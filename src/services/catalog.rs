use chrono::Utc;
use rust_decimal::Decimal;
use sea_orm::{
    ActiveModelTrait, ColumnTrait, DatabaseConnection, EntityTrait, QueryFilter, QueryOrder, Set,
    TransactionTrait,
};
use std::sync::Arc;
use tracing::{instrument, warn};
use uuid::Uuid;

use crate::{
    entities::item,
    errors::ServiceError,
    events::{Event, EventSender},
};

#[derive(Debug, Clone)]
pub struct CreateItemInput {
    pub item_code: String,
    pub item_name: String,
    pub description: Option<String>,
    pub category: Option<String>,
    pub unit_price: Option<Decimal>,
}

/// Registry of catalog item definitions. Items are created once and read many
/// times; there is no update or delete path.
#[derive(Clone)]
pub struct CatalogService {
    db: Arc<DatabaseConnection>,
    event_sender: EventSender,
}

impl CatalogService {
    pub fn new(db: Arc<DatabaseConnection>, event_sender: EventSender) -> Self {
        Self { db, event_sender }
    }

    /// Creates a catalog item. Fails with a Conflict when the `item_code` is
    /// already taken; required-field validation happens before any storage
    /// access.
    #[instrument(skip(self, input), fields(item_code = %input.item_code))]
    pub async fn create_item(&self, input: CreateItemInput) -> Result<Uuid, ServiceError> {
        if input.item_code.trim().is_empty() {
            return Err(ServiceError::ValidationError(
                "item_code must not be empty".into(),
            ));
        }
        if input.item_name.trim().is_empty() {
            return Err(ServiceError::ValidationError(
                "item_name must not be empty".into(),
            ));
        }

        let txn = self.db.begin().await?;

        let existing = item::Entity::find()
            .filter(item::Column::ItemCode.eq(input.item_code.as_str()))
            .one(&txn)
            .await?;
        if existing.is_some() {
            txn.rollback().await?;
            return Err(ServiceError::Conflict(format!(
                "item_code {} already exists",
                input.item_code
            )));
        }

        let now = Utc::now();
        let model = item::ActiveModel {
            id: Set(Uuid::new_v4()),
            item_code: Set(input.item_code.clone()),
            item_name: Set(input.item_name),
            description: Set(input.description),
            category: Set(input.category),
            unit_price: Set(input.unit_price),
            created_at: Set(now),
            updated_at: Set(now),
        };
        let inserted = model.insert(&txn).await?;

        txn.commit().await?;

        // The row is committed; a dead event channel must not fail the request.
        if let Err(e) = self
            .event_sender
            .send(Event::ItemCreated {
                item_id: inserted.id,
                item_code: input.item_code,
            })
            .await
        {
            warn!("failed to publish ItemCreated event: {}", e);
        }

        Ok(inserted.id)
    }

    /// Looks up an item by its business key.
    #[instrument(skip(self))]
    pub async fn get_item(&self, item_code: &str) -> Result<item::Model, ServiceError> {
        item::Entity::find()
            .filter(item::Column::ItemCode.eq(item_code))
            .one(&*self.db)
            .await?
            .ok_or_else(|| ServiceError::NotFound(format!("Item {} not found", item_code)))
    }

    /// Lists all items, most recently created first.
    #[instrument(skip(self))]
    pub async fn list_items(&self) -> Result<Vec<item::Model>, ServiceError> {
        Ok(item::Entity::find()
            .order_by_desc(item::Column::CreatedAt)
            .order_by_desc(item::Column::Id)
            .all(&*self.db)
            .await?)
    }
}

--- --- ---

▶ TASK PROMPT
Copy out the data exactly, keeping each line whole.

▶ PROBLEM SOLUTION
filename src/services/catalog.rs
use chrono::Utc;
use rust_decimal::Decimal;
use sea_orm::{
    ActiveModelTrait, ColumnTrait, DatabaseConnection, EntityTrait, QueryFilter, QueryOrder, Set,
    TransactionTrait,
};
use std::sync::Arc;
use tracing::{instrument, warn};
use uuid::Uuid;

use crate::{
    entities::item,
    errors::ServiceError,
    events::{Event, EventSender},
};

#[derive(Debug, Clone)]
pub struct CreateItemInput {
    pub item_code: String,
    pub item_name: String,
    pub description: Option<String>,
    pub category: Option<String>,
    pub unit_price: Option<Decimal>,
}

/// Registry of catalog item definitions. Items are created once and read many
/// times; there is no update or delete path.
#[derive(Clone)]
pub struct CatalogService {
    db: Arc<DatabaseConnection>,
    event_sender: EventSender,
}

impl CatalogService {
    pub fn new(db: Arc<DatabaseConnection>, event_sender: EventSender) -> Self {
        Self { db, event_sender }
    }

    /// Creates a catalog item. Fails with a Conflict when the `item_code` is
    /// already taken; required-field validation happens before any storage
    /// access.
    #[instrument(skip(self, input), fields(item_code = %input.item_code))]
    pub async fn create_item(&self, input: CreateItemInput) -> Result<Uuid, ServiceError> {
        if input.item_code.trim().is_empty() {
            return Err(ServiceError::ValidationError(
                "item_code must not be empty".into(),
            ));
        }
        if input.item_name.trim().is_empty() {
            return Err(ServiceError::ValidationError(
                "item_name must not be empty".into(),
            ));
        }

        let txn = self.db.begin().await?;

        let existing = item::Entity::find()
            .filter(item::Column::ItemCode.eq(input.item_code.as_str()))
            .one(&txn)
            .await?;
        if existing.is_some() {
            txn.rollback().await?;
            return Err(ServiceError::Conflict(format!(
                "item_code {} already exists",
                input.item_code
            )));
        }

        let now = Utc::now();
        let model = item::ActiveModel {
            id: Set(Uuid::new_v4()),
            item_code: Set(input.item_code.clone()),
            item_name: Set(input.item_name),
            description: Set(input.description),
            category: Set(input.category),
            unit_price: Set(input.unit_price),
            created_at: Set(now),
            updated_at: Set(now),
        };
        let inserted = model.insert(&txn).await?;

        txn.commit().await?;

        // The row is committed; a dead event channel must not fail the request.
        if let Err(e) = self
            .event_sender
            .send(Event::ItemCreated {
                item_id: inserted.id,
                item_code: input.item_code,
            })
            .await
        {
            warn!("failed to publish ItemCreated event: {}", e);
        }

        Ok(inserted.id)
    }

    /// Looks up an item by its business key.
    #[instrument(skip(self))]
    pub async fn get_item(&self, item_code: &str) -> Result<item::Model, ServiceError> {
        item::Entity::find()
            .filter(item::Column::ItemCode.eq(item_code))
            .one(&*self.db)
            .await?
            .ok_or_else(|| ServiceError::NotFound(format!("Item {} not found", item_code)))
    }

    /// Lists all items, most recently created first.
    #[instrument(skip(self))]
    pub async fn list_items(&self) -> Result<Vec<item::Model>, ServiceError> {
        Ok(item::Entity::find()
            .order_by_desc(item::Column::CreatedAt)
            .order_by_desc(item::Column::Id)
            .all(&*self.db)
            .await?)
    }
}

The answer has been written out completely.